_GIVEN ENTRIES_
# # # # #
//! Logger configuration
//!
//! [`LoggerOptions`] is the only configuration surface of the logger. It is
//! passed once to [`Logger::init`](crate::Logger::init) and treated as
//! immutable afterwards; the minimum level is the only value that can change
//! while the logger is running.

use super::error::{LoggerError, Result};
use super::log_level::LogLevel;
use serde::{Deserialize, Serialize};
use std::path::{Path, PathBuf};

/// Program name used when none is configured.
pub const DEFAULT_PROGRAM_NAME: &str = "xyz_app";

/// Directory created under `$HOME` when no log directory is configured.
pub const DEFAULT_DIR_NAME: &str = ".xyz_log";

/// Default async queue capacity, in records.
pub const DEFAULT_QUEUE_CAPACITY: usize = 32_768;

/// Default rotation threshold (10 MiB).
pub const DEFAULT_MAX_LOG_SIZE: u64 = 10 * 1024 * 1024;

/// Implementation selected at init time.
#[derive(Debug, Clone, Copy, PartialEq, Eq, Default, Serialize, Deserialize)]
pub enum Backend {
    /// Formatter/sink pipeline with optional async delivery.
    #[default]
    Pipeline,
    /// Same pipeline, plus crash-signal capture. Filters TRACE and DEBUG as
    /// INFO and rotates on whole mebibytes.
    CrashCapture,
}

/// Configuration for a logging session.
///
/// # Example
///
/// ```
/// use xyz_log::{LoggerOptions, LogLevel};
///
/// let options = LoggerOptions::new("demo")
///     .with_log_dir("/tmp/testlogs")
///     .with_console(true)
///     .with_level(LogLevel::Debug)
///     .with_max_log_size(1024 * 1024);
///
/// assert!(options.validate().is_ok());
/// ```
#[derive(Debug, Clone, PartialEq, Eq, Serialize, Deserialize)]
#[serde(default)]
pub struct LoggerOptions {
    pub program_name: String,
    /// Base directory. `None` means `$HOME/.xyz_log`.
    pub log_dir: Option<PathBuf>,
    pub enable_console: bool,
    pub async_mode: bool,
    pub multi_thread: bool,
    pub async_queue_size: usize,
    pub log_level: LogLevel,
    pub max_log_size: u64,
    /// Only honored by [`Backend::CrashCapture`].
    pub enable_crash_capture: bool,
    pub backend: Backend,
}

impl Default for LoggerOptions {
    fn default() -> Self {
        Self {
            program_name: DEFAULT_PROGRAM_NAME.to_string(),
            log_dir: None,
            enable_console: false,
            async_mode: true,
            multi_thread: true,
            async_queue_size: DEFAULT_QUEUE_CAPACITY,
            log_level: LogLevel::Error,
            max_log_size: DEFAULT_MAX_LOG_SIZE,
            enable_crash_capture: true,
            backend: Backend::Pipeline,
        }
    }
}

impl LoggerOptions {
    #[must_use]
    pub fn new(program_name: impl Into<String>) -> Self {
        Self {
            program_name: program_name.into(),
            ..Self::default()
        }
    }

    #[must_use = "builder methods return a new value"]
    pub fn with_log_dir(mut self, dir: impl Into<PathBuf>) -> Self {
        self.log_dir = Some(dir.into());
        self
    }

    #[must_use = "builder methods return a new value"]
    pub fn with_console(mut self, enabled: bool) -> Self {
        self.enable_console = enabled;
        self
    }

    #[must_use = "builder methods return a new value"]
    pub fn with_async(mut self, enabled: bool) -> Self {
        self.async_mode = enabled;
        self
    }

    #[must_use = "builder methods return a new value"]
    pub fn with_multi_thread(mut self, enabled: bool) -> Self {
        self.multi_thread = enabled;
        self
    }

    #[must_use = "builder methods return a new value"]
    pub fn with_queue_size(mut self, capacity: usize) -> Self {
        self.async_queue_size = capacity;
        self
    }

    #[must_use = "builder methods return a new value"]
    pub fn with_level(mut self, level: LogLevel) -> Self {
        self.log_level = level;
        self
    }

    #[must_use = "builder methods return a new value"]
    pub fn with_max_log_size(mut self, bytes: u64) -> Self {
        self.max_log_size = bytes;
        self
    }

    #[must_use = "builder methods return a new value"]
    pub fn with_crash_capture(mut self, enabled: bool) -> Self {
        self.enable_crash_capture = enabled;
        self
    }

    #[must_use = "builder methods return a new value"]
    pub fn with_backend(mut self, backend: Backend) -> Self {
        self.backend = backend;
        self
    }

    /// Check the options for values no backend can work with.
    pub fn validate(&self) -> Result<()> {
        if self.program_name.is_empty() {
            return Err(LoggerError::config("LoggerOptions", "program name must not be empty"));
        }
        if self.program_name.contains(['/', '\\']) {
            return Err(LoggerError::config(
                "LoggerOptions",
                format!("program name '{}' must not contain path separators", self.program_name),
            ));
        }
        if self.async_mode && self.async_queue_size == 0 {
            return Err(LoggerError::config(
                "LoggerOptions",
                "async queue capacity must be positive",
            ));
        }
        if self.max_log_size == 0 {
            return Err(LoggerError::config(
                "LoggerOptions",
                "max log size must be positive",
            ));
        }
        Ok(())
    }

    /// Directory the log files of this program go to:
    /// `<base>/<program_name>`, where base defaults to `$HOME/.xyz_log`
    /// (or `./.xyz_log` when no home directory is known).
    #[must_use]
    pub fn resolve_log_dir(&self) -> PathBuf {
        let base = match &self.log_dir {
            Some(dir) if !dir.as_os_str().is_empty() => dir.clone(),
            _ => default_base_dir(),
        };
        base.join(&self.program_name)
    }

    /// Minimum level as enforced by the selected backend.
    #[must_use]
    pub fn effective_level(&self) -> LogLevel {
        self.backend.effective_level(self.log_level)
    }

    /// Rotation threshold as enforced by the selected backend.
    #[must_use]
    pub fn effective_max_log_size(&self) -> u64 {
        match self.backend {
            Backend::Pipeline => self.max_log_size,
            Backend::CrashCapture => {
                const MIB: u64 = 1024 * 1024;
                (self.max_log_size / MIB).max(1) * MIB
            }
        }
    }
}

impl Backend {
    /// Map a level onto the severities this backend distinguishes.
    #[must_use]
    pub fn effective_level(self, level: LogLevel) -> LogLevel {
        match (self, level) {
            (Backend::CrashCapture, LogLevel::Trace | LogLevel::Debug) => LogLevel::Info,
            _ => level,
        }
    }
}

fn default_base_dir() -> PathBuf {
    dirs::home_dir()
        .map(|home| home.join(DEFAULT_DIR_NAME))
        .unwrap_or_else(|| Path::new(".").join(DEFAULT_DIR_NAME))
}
# # # # #
_PROBLEM TO WORK ON_
Among the lines of the listing above, which ones hold "PartialEq"? Copy them.

_EXERCISE OUTPUT_
#[derive(Debug, Clone, Copy, PartialEq, Eq, Default, Serialize, Deserialize)]
#[derive(Debug, Clone, PartialEq, Eq, Serialize, Deserialize)]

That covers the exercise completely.